Nella Spinaceto di Favolacce non si vive male, in apparenza. Le villette sono graziose, hanno il giardino, volendo ci si può collocare la piscina (salvo poi distruggerla per evitare di distinguersi troppo, o di allargare i confini della famiglia, forse). Sicuramente ci si crescono bene i figli. Nella periferia romana sono spuntati da anni piccoli complessi residenziali quasi identici: ne conosco e ne ho frequentati diversi. Si entra con un codice numerico, le strade sono curate, ogni villino ha il box auto e i padri tagliano da soli l’erba del giardino e naturalmente grigliano bistecche e salsicce e bruschette nel forno a mattoni di cui i villini sono provvisti. Ci si saluta da un villino all’altro. A volte si cena insieme. Ci si odia, anche, segretamente o meno. Perché sono una delle crescenti gated community, comunità serrate dove ci si rinchiude perché fuori, ehi, non è sicuro, ci sono gli zingheri, ci stanno i ladri, e noi abbiamo i bambini.
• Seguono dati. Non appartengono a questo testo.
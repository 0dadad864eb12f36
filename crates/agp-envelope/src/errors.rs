//! # Envelope Errors
//!
//! Error types for envelope encoding and verification.

/// Envelope encode/decode errors.
#[derive(Debug, Clone, PartialEq, Eq)]
pub enum EnvelopeError {
    /// The string is not a well-formed envelope (wrong segment count,
    /// unknown version prefix, bad hex, or payload not a JSON object).
    MalformedEnvelope { reason: String },
    /// Signature verification failed.
    IntegrityFailure,
    /// Payload is older than the configured window.
    PayloadExpired { age_secs: u64, max_age: u64 },
    /// Payload `issuedAt` is further in the future than the tolerated skew.
    PayloadFromFuture { issued_at: u64, now: u64 },
    /// Caller supplied a field the codec owns.
    ReservedField { field: &'static str },
    /// Payload could not be serialized or deserialized.
    Serialization { message: String },
}

impl std::fmt::Display for EnvelopeError {
    fn fmt(&self, f: &mut std::fmt::Formatter<'_>) -> std::fmt::Result {
        match self {
            Self::MalformedEnvelope { reason } => {
                write!(f, "Malformed envelope: {}", reason)
            }
            Self::IntegrityFailure => write!(f, "Envelope signature verification failed"),
            Self::PayloadExpired { age_secs, max_age } => {
                write!(f, "Payload expired: age={}s, max={}s", age_secs, max_age)
            }
            Self::PayloadFromFuture { issued_at, now } => {
                write!(f, "Payload from future: issuedAt={}, now={}", issued_at, now)
            }
            Self::ReservedField { field } => {
                write!(f, "Field '{}' is reserved for the codec", field)
            }
            Self::Serialization { message } => {
                write!(f, "Payload serialization error: {}", message)
            }
        }
    }
}

impl std::error::Error for EnvelopeError {}
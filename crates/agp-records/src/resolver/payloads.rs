//! # Operation Payloads
//!
//! The typed shapes that travel inside envelope strings. Every field an
//! operation needs — session token, identifiers, record fields — rides in
//! the payload; nothing travels as a separate parameter.
//!
//! Request shapes deliberately contain no server-managed columns, so a
//! stale client embedding them sees those keys dropped at decode time.

use serde::de::DeserializeOwned;
use serde::{Deserialize, Serialize};
use shared_types::{SessionToken, Timestamp};
use uuid::Uuid;

use crate::domain::entities::{StoredRecord, SystemColumns};

/// Create: session plus the caller-writable record fields.
#[derive(Debug, Clone, Serialize, Deserialize)]
#[serde(rename_all = "camelCase")]
pub struct CreateRequest<F> {
    pub token: SessionToken,
    pub record: F,
}

/// Update: the target identifier rides inside the payload.
#[derive(Debug, Clone, Serialize, Deserialize)]
#[serde(rename_all = "camelCase")]
pub struct UpdateRequest<F> {
    pub token: SessionToken,
    pub uuid: Uuid,
    pub record: F,
}

/// Soft delete.
#[derive(Debug, Clone, Serialize, Deserialize)]
#[serde(rename_all = "camelCase")]
pub struct DeleteRequest {
    pub token: SessionToken,
    pub uuid: Uuid,
}

/// List live records.
#[derive(Debug, Clone, Serialize, Deserialize)]
#[serde(rename_all = "camelCase")]
pub struct ListRequest {
    pub token: SessionToken,
    #[serde(default, skip_serializing_if = "Option::is_none")]
    pub limit: Option<usize>,
}

/// Export live records as a workbook.
#[derive(Debug, Clone, Serialize, Deserialize)]
#[serde(rename_all = "camelCase")]
pub struct ExportRequest {
    pub token: SessionToken,
}

/// Mutation outcome returned as plain JSON (only bulk reads re-envelope).
#[derive(Debug, Clone, PartialEq, Serialize, Deserialize)]
#[serde(rename_all = "camelCase")]
pub struct MutationReceipt {
    pub status: String,
    pub uuid: Uuid,
    pub sequence_code: String,
}

impl MutationReceipt {
    pub fn success(columns: &SystemColumns) -> Self {
        Self {
            status: "success".to_string(),
            uuid: columns.uuid,
            sequence_code: columns.sequence_code.clone(),
        }
    }
}

/// One record as it appears in a sealed query result.
#[derive(Debug, Clone, PartialEq, Serialize, Deserialize)]
#[serde(rename_all = "camelCase")]
pub struct RecordView<F> {
    pub uuid: Uuid,
    pub sequence_code: String,
    pub created_at: Timestamp,
    pub updated_at: Timestamp,
    pub record: F,
}

impl<F> From<StoredRecord<F>> for RecordView<F> {
    fn from(stored: StoredRecord<F>) -> Self {
        Self {
            uuid: stored.columns.uuid,
            sequence_code: stored.columns.sequence_code,
            created_at: stored.columns.created_at,
            updated_at: stored.columns.updated_at,
            record: stored.fields,
        }
    }
}

/// The sealed shape of a bulk read: `{ "queryResult": [ ... ] }`.
#[derive(Debug, Clone, Serialize, Deserialize)]
#[serde(rename_all = "camelCase")]
#[serde(bound(
    serialize = "F: Serialize",
    deserialize = "F: DeserializeOwned"
))]
pub struct QueryResult<F> {
    pub query_result: Vec<RecordView<F>>,
}
//! # Typed Envelope
//!
//! `Signed<T>` is the typed face of the codec: each operation declares the
//! shape it expects, and opening an envelope yields that shape directly
//! instead of an untyped mapping. Fields outside `T` (including any
//! server-managed columns a stale client embedded) are dropped during
//! deserialization, and the codec-owned `issuedAt` stamp is surfaced
//! separately so business logic never sees it.

use serde::de::DeserializeOwned;
use serde::Serialize;
use serde_json::Value;
use shared_types::Timestamp;

use crate::codec::{PayloadCodec, ISSUED_AT_FIELD};
use crate::errors::EnvelopeError;

/// A verified payload of a known shape, plus its signing time.
#[derive(Debug, Clone, PartialEq, Eq)]
pub struct Signed<T> {
    /// The decoded payload.
    pub payload: T,
    /// When the envelope was signed.
    pub issued_at: Timestamp,
}

impl<T: Serialize> Signed<T> {
    /// Serialize and sign a typed payload into an envelope string.
    ///
    /// The payload must serialize to a JSON object.
    pub fn seal(payload: &T, codec: &PayloadCodec) -> Result<String, EnvelopeError> {
        let value = serde_json::to_value(payload).map_err(|e| EnvelopeError::Serialization {
            message: e.to_string(),
        })?;
        match value {
            Value::Object(map) => codec.encode(&map),
            _ => Err(EnvelopeError::Serialization {
                message: "typed payload must serialize to a JSON object".to_string(),
            }),
        }
    }
}

impl<T: DeserializeOwned> Signed<T> {
    /// Open and verify an envelope string into a typed payload.
    pub fn open(envelope: &str, codec: &PayloadCodec) -> Result<Self, EnvelopeError> {
        let mut map = codec.decode(envelope)?;

        let issued_at = map
            .remove(ISSUED_AT_FIELD)
            .and_then(|v| v.as_u64())
            .unwrap_or_default();

        let payload =
            serde_json::from_value(Value::Object(map)).map_err(|e| EnvelopeError::Serialization {
                message: e.to_string(),
            })?;

        Ok(Self { payload, issued_at })
    }
}
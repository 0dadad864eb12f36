//! # Registry Entities
//!
//! The split between what the server owns and what callers may write.
//!
//! Every stored record is a pair: `SystemColumns` (assigned and mutated only
//! by the service) and an entity fields object (the only part a caller can
//! supply). Update payloads deserialize into the entity's `RecordFields`
//! type, which has no system columns, so a stale client embedding
//! identifiers or timestamps cannot reach a write with them.

use serde::de::DeserializeOwned;
use serde::{Deserialize, Serialize};
use serde_json::Value;
use shared_types::{ActorId, Timestamp};
use uuid::Uuid;

/// Server-managed columns attached to every record.
///
/// Callers never write these; the registry assigns them and the typed
/// payload shapes exclude them.
#[derive(Debug, Clone, PartialEq, Serialize, Deserialize)]
#[serde(rename_all = "camelCase")]
pub struct SystemColumns {
    /// Stable record identifier.
    pub uuid: Uuid,
    /// Human-facing code, e.g. `CR-000042`. Monotonic per kind.
    pub sequence_code: String,
    /// Unix timestamp of creation.
    pub created_at: Timestamp,
    /// Unix timestamp of the last server-side write.
    pub updated_at: Timestamp,
    /// Soft-delete marker; set once, never cleared.
    #[serde(default, skip_serializing_if = "Option::is_none")]
    pub deleted_at: Option<Timestamp>,
    /// Who performed the soft delete.
    #[serde(default, skip_serializing_if = "Option::is_none")]
    pub deleted_by: Option<ActorId>,
}

impl SystemColumns {
    pub fn is_deleted(&self) -> bool {
        self.deleted_at.is_some()
    }
}

/// A raw stored record: system columns plus an arbitrary JSON fields object.
///
/// The store tolerates any nested shape here; typing happens at the edges
/// via [`RecordRow::into_typed`].
#[derive(Debug, Clone, PartialEq, Serialize, Deserialize)]
pub struct RecordRow {
    pub columns: SystemColumns,
    pub fields: Value,
}

impl RecordRow {
    /// Deserialize the fields object into a concrete entity type.
    pub fn into_typed<F: RecordFields>(self) -> Result<StoredRecord<F>, serde_json::Error> {
        Ok(StoredRecord {
            fields: serde_json::from_value(self.fields)?,
            columns: self.columns,
        })
    }
}

/// The soft-delete filter.
///
/// This is the single definition of "live"; every standard read path goes
/// through it. The only bypass is the explicitly named direct-by-identifier
/// fetch on the registry API.
pub fn not_deleted(row: &RecordRow) -> bool {
    !row.columns.is_deleted()
}

/// A typed stored record.
#[derive(Debug, Clone, PartialEq)]
pub struct StoredRecord<F> {
    pub columns: SystemColumns,
    pub fields: F,
}

/// A relation declared by an entity, to be validated against live records.
#[derive(Debug, Clone, PartialEq, Eq)]
pub struct RelationRef {
    /// Payload field carrying the relation, for error messages.
    pub field: &'static str,
    /// Kind of the referenced entity.
    pub kind: &'static str,
    /// The referenced identifier, if the caller supplied one.
    pub uuid: Option<Uuid>,
}

/// One column of a workbook export.
#[derive(Debug, Clone, PartialEq, Eq)]
pub struct ColumnSpec {
    pub header: &'static str,
}

impl ColumnSpec {
    pub fn new(header: &'static str) -> Self {
        Self { header }
    }
}

/// Behavior every portal entity implements.
///
/// The associated constants pin the storage kind (also the wire segment)
/// and the sequence-code prefix; the methods declare per-entity validation
/// and export shape.
pub trait RecordFields:
    Serialize + DeserializeOwned + Clone + Send + Sync + 'static
{
    /// Storage kind, e.g. `"crops"`.
    const KIND: &'static str;
    /// Sequence code prefix, e.g. `"CR"`.
    const SEQUENCE_PREFIX: &'static str;

    /// A value that must be unique among live records of this kind.
    fn unique_key(&self) -> Option<String> {
        None
    }

    /// Relations that must reference live records.
    fn relations(&self) -> Vec<RelationRef> {
        Vec::new()
    }

    /// Column headers for workbook export, aligned with `workbook_cells`.
    fn workbook_columns() -> Vec<ColumnSpec>;

    /// One row of export cells, aligned with `workbook_columns`.
    fn workbook_cells(&self) -> Vec<String>;
}

#[cfg(test)]
mod tests {
    use super::*;
    use serde_json::json;

    fn columns() -> SystemColumns {
        SystemColumns {
            uuid: Uuid::from_u128(7),
            sequence_code: "XX-000001".to_string(),
            created_at: 100,
            updated_at: 100,
            deleted_at: None,
            deleted_by: None,
        }
    }

    #[test]
    fn test_not_deleted_predicate() {
        let mut row = RecordRow {
            columns: columns(),
            fields: json!({}),
        };
        assert!(not_deleted(&row));

        row.columns.deleted_at = Some(200);
        row.columns.deleted_by = Some(ActorId::new("staff-01"));
        assert!(!not_deleted(&row));
    }

    #[test]
    fn test_system_columns_wire_shape() {
        let value = serde_json::to_value(columns()).unwrap();
        // camelCase on the wire, and unset markers are absent entirely.
        assert!(value.get("sequenceCode").is_some());
        assert!(value.get("createdAt").is_some());
        assert!(value.get("deletedAt").is_none());
    }
}
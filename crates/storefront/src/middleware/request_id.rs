//! Request ID middleware for request tracing and correlation.
//!
//! Reuses an upstream `x-request-id` header when it looks sane, otherwise
//! generates a UUID v4. The ID is recorded in the request span, tagged on the
//! Sentry scope and echoed back in the response headers.

use axum::{extract::Request, http::HeaderValue, middleware::Next, response::Response};
use tracing::Span;
use uuid::Uuid;

/// The HTTP header name for request IDs.
pub const REQUEST_ID_HEADER: &str = "x-request-id";

/// Longest upstream request ID that is accepted as-is.
const MAX_REQUEST_ID_LEN: usize = 128;

/// Pick the request ID for an incoming header value.
fn resolve_request_id(header: Option<&HeaderValue>) -> String {
    header
        .and_then(|h| h.to_str().ok())
        .map(str::trim)
        .filter(|id| {
            !id.is_empty()
                && id.len() <= MAX_REQUEST_ID_LEN
                && id
                    .chars()
                    .all(|c| c.is_ascii_alphanumeric() || matches!(c, '-' | '_' | '.'))
        })
        .map_or_else(|| Uuid::new_v4().to_string(), String::from)
}

/// Middleware that ensures every request has a unique request ID.
pub async fn request_id_middleware(request: Request, next: Next) -> Response {
    let request_id = resolve_request_id(request.headers().get(REQUEST_ID_HEADER));

    // Record in current span for structured logging
    Span::current().record("request_id", &request_id);

    // Set in Sentry scope for error correlation
    sentry::configure_scope(|scope| {
        scope.set_tag("request_id", &request_id);
    });

    let mut response = next.run(request).await;

    if let Ok(value) = HeaderValue::from_str(&request_id) {
        response.headers_mut().insert(REQUEST_ID_HEADER, value);
    }

    response
}
//! Durable storage for the cart.
//!
//! Two layers:
//!
//! - [`KeyValueStore`] - a byte-oriented key-value store. [`FileStore`] keeps
//!   one file per key in a data directory; [`MemoryStore`] keeps everything in
//!   memory for tests.
//! - [`CartRepository`] - reads and writes the cart as JSON in one named slot.
//!
//! # Stored Format
//!
//! ```json
//! { "version": 1, "lines": [ { "id": "dog_food", "name": "Dog Food", ... } ] }
//! ```
//!
//! A bare JSON array of lines (the unversioned format written by the original
//! browser script) is still accepted and is rewritten in the versioned form on
//! the next save.

use std::collections::HashMap;
use std::io::ErrorKind;
use std::path::{Path, PathBuf};
use std::sync::{Arc, Mutex, PoisonError};

use chrono::{DateTime, Utc};
use petshop_core::{Cart, CartLine, MAX_LINE_QUANTITY, PriceTag, ProductId};
use serde::{Deserialize, Serialize};
use thiserror::Error;
use tracing::{debug, warn};

/// Current version of the stored cart format.
pub const CART_SCHEMA_VERSION: u32 = 1;

/// Default storage slot for the cart.
pub const DEFAULT_CART_SLOT: &str = "petshop_cart";

/// Errors that can occur when reading or writing storage.
#[derive(Debug, Error)]
pub enum StoreError {
    /// Filesystem operation failed.
    #[error("storage I/O error: {0}")]
    Io(#[from] std::io::Error),

    /// Writing the value would exceed the configured storage quota.
    #[error("storage quota exceeded: {needed} bytes needed, {quota} allowed")]
    QuotaExceeded {
        /// Bytes the write needed.
        needed: u64,
        /// Bytes the store allows.
        quota: u64,
    },

    /// The key cannot be used as a slot name.
    #[error("invalid storage key: {0:?}")]
    InvalidKey(String),

    /// The cart could not be serialized.
    #[error("serialization error: {0}")]
    Serialize(#[from] serde_json::Error),
}

/// A durable key-value byte store.
///
/// Methods take `&self`; implementations use interior mutability where they
/// need it.
pub trait KeyValueStore: Send + Sync {
    /// Retrieve a value. Returns `Ok(None)` if the key does not exist.
    ///
    /// # Errors
    ///
    /// Returns an error if the backing storage cannot be read.
    fn get(&self, key: &str) -> Result<Option<Vec<u8>>, StoreError>;

    /// Insert or fully overwrite a value.
    ///
    /// # Errors
    ///
    /// Returns an error if the value cannot be written, including when it
    /// would exceed the store's quota.
    fn put(&self, key: &str, value: &[u8]) -> Result<(), StoreError>;
}

impl<T: KeyValueStore + ?Sized> KeyValueStore for Arc<T> {
    fn get(&self, key: &str) -> Result<Option<Vec<u8>>, StoreError> {
        (**self).get(key)
    }

    fn put(&self, key: &str, value: &[u8]) -> Result<(), StoreError> {
        (**self).put(key, value)
    }
}

fn check_quota(quota: Option<u64>, len: usize) -> Result<(), StoreError> {
    let needed = u64::try_from(len).unwrap_or(u64::MAX);
    match quota {
        Some(quota) if needed > quota => Err(StoreError::QuotaExceeded { needed, quota }),
        _ => Ok(()),
    }
}

// =============================================================================
// In-Memory Store
// =============================================================================

/// In-memory store, mainly for tests.
#[derive(Debug, Default)]
pub struct MemoryStore {
    entries: Mutex<HashMap<String, Vec<u8>>>,
    quota: Option<u64>,
}

impl MemoryStore {
    /// Create an empty, unbounded store.
    #[must_use]
    pub fn new() -> Self {
        Self::default()
    }

    /// Create an empty store that rejects values larger than `quota` bytes.
    #[must_use]
    pub fn with_quota(quota: u64) -> Self {
        Self {
            entries: Mutex::default(),
            quota: Some(quota),
        }
    }

    /// Create a store pre-populated with one raw value.
    #[must_use]
    pub fn with_entry(key: &str, value: impl Into<Vec<u8>>) -> Self {
        let store = Self::new();
        store
            .entries
            .lock()
            .unwrap_or_else(PoisonError::into_inner)
            .insert(key.to_owned(), value.into());
        store
    }
}

impl KeyValueStore for MemoryStore {
    fn get(&self, key: &str) -> Result<Option<Vec<u8>>, StoreError> {
        let entries = self.entries.lock().unwrap_or_else(PoisonError::into_inner);
        Ok(entries.get(key).cloned())
    }

    fn put(&self, key: &str, value: &[u8]) -> Result<(), StoreError> {
        check_quota(self.quota, value.len())?;
        let mut entries = self.entries.lock().unwrap_or_else(PoisonError::into_inner);
        entries.insert(key.to_owned(), value.to_vec());
        Ok(())
    }
}

// =============================================================================
// File Store
// =============================================================================

/// One JSON file per key under a data directory.
///
/// Writes go to a temporary file that is then renamed over the target, so a
/// crash mid-write leaves the previous value intact.
#[derive(Debug, Clone)]
pub struct FileStore {
    dir: PathBuf,
    quota: Option<u64>,
}

impl FileStore {
    /// Create a store rooted at `dir`. The directory is created on first write.
    #[must_use]
    pub fn new(dir: impl Into<PathBuf>) -> Self {
        Self {
            dir: dir.into(),
            quota: None,
        }
    }

    /// Reject values larger than `quota` bytes.
    #[must_use]
    pub fn with_quota(mut self, quota: Option<u64>) -> Self {
        self.quota = quota;
        self
    }

    /// The data directory.
    #[must_use]
    pub fn dir(&self) -> &Path {
        &self.dir
    }

    fn path_for(&self, key: &str) -> Result<PathBuf, StoreError> {
        let valid = !key.is_empty()
            && !key.starts_with('.')
            && key
                .chars()
                .all(|c| c.is_ascii_alphanumeric() || matches!(c, '_' | '-' | '.'));
        if !valid {
            return Err(StoreError::InvalidKey(key.to_owned()));
        }
        Ok(self.dir.join(format!("{key}.json")))
    }
}

impl KeyValueStore for FileStore {
    fn get(&self, key: &str) -> Result<Option<Vec<u8>>, StoreError> {
        let path = self.path_for(key)?;
        match std::fs::read(&path) {
            Ok(bytes) => Ok(Some(bytes)),
            Err(e) if e.kind() == ErrorKind::NotFound => Ok(None),
            Err(e) => Err(e.into()),
        }
    }

    fn put(&self, key: &str, value: &[u8]) -> Result<(), StoreError> {
        let path = self.path_for(key)?;
        check_quota(self.quota, value.len())?;

        std::fs::create_dir_all(&self.dir)?;
        let tmp = path.with_extension("json.tmp");
        std::fs::write(&tmp, value)?;
        std::fs::rename(&tmp, &path)?;
        debug!(path = %path.display(), bytes = value.len(), "Wrote storage slot");
        Ok(())
    }
}

// =============================================================================
// Cart Repository
// =============================================================================

#[derive(Serialize)]
struct StoredCartRef<'a> {
    version: u32,
    lines: &'a [CartLine],
}

#[derive(Deserialize)]
#[serde(untagged)]
enum StoredCart {
    Versioned {
        version: u32,
        lines: Vec<serde_json::Value>,
    },
    Legacy(Vec<serde_json::Value>),
}

/// A stored line, read leniently.
///
/// The unversioned format could hold a missing or non-positive quantity
/// (`null` after a failed number parse); such lines are dropped on load.
#[derive(Deserialize)]
#[serde(rename_all = "camelCase")]
struct StoredLine {
    id: ProductId,
    name: String,
    price: PriceTag,
    #[serde(default)]
    original_price: Option<String>,
    #[serde(default)]
    image: String,
    #[serde(default)]
    quantity: Option<i64>,
    #[serde(default)]
    added_at: Option<DateTime<Utc>>,
}

impl StoredLine {
    fn into_line(self, loaded_at: DateTime<Utc>) -> Option<CartLine> {
        let quantity = u32::try_from(self.quantity?).ok().filter(|q| *q > 0)?;
        Some(CartLine {
            id: self.id,
            name: self.name,
            price: self.price,
            original_price: self.original_price,
            image: self.image,
            quantity: quantity.min(MAX_LINE_QUANTITY),
            added_at: self.added_at.unwrap_or(loaded_at),
        })
    }
}

/// Reads and writes the cart in one named storage slot.
pub struct CartRepository {
    store: Box<dyn KeyValueStore>,
    slot: String,
}

impl CartRepository {
    /// Create a repository over `store`, using `slot` as the key.
    pub fn new(store: impl KeyValueStore + 'static, slot: impl Into<String>) -> Self {
        Self {
            store: Box::new(store),
            slot: slot.into(),
        }
    }

    /// The storage slot name.
    #[must_use]
    pub fn slot(&self) -> &str {
        &self.slot
    }

    /// Load the stored cart.
    ///
    /// Never fails: a missing slot, unreadable storage, malformed JSON or an
    /// unknown format version all load as an empty cart. Individual lines that
    /// cannot be read are skipped.
    #[must_use]
    pub fn load(&self) -> Cart {
        let bytes = match self.store.get(&self.slot) {
            Ok(Some(bytes)) => bytes,
            Ok(None) => return Cart::new(),
            Err(e) => {
                warn!(slot = %self.slot, error = %e, "Failed to read stored cart, starting empty");
                return Cart::new();
            }
        };

        let lines = match serde_json::from_slice::<StoredCart>(&bytes) {
            Ok(StoredCart::Versioned { version, lines }) if version == CART_SCHEMA_VERSION => {
                lines
            }
            Ok(StoredCart::Versioned { version, .. }) => {
                warn!(slot = %self.slot, version, "Unknown stored cart version, starting empty");
                return Cart::new();
            }
            Ok(StoredCart::Legacy(lines)) => {
                debug!(slot = %self.slot, "Loaded unversioned cart");
                lines
            }
            Err(e) => {
                warn!(slot = %self.slot, error = %e, "Stored cart is malformed, starting empty");
                return Cart::new();
            }
        };

        let loaded_at = Utc::now();
        let total = lines.len();
        let lines: Vec<CartLine> = lines
            .into_iter()
            .filter_map(|value| match serde_json::from_value::<StoredLine>(value) {
                Ok(line) => line.into_line(loaded_at),
                Err(e) => {
                    warn!(slot = %self.slot, error = %e, "Skipping unreadable cart line");
                    None
                }
            })
            .collect();

        if lines.len() < total {
            warn!(
                slot = %self.slot,
                kept = lines.len(),
                dropped = total - lines.len(),
                "Dropped invalid stored cart lines"
            );
        }

        Cart::from_lines(lines)
    }

    /// Serialize the full cart and overwrite the slot.
    ///
    /// # Errors
    ///
    /// Returns an error if serialization or the underlying write fails.
    pub fn save(&self, cart: &Cart) -> Result<(), StoreError> {
        let stored = StoredCartRef {
            version: CART_SCHEMA_VERSION,
            lines: cart.lines(),
        };
        let bytes = serde_json::to_vec(&stored)?;
        self.store.put(&self.slot, &bytes)
    }
}

impl std::fmt::Debug for CartRepository {
    fn fmt(&self, f: &mut std::fmt::Formatter<'_>) -> std::fmt::Result {
        f.debug_struct("CartRepository")
            .field("slot", &self.slot)
            .finish_non_exhaustive()
    }
}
“Abbiamo” i bambini significa “possediamo” i bambini. Credo che ancora non si sia ragionato abbastanza sul senso di possesso e iperprotezione che si è sviluppato negli ultimi venti-venticinque anni. Bambini da esibire. Da proteggere spianando macerie, includendo nelle macerie tutti gli altri. Bambini che sono, devono, essere noi, meglio di noi anzi: ma non è affatto il famoso gesto di Ettore, che leva in alto, con speranza, il piccolo Astianatte. E’ poco più di un selfie, invece. Tu sei come me, appunto. E se sei come me devo non ascoltarti ma plasmarti, ignorandoti. E’ l’appagamento infinito del desiderio, quello che si mette in atto. Come scriveva Michela Marzano anni fa, “ sacralizzazione del “desiderio”, e dunque anche del “desiderio di un figlio”, corrisponde perfettamente ad un´epoca in cui la rivendicazione della propria libertà di scelta si traduce molto più spesso di quanto non si creda in una nuova forma di conformismo. Se tutti desiderano un figlio, perché io non posso? E, soprattutto: se non ci riesco, c´è qualcosa, in me, che non va?”. E un padre, in una puntata di Presa diretta del 2016, negava ogni ruolo educativo alla scuola, ribadendo “mio figlio è mio”.
Le cose sono peggiorate anno dopo anno, con le lotte fra genitori sui social, con l’attacco agli insegnanti sui gruppi whatsapp. Chiara Volpato nel suo bellissimo saggio “Le radici psicologiche della disuguaglianza” spiega che in una società disuguale la competitività aumenta, e nel caso del materno, ignorato socialmente o turpemente utilizzato da certi fautori della “famiglia”, a disuguaglianza si somma disuguaglianza, e a competizione si somma competizione e a possesso si somma possesso.
Questo è, e questo il film racconta. E come nella fiaba dei Grimm, i bambini decidono di sottrarsi al gioco. Tranne uno, ma di questo si parla, infine, domani.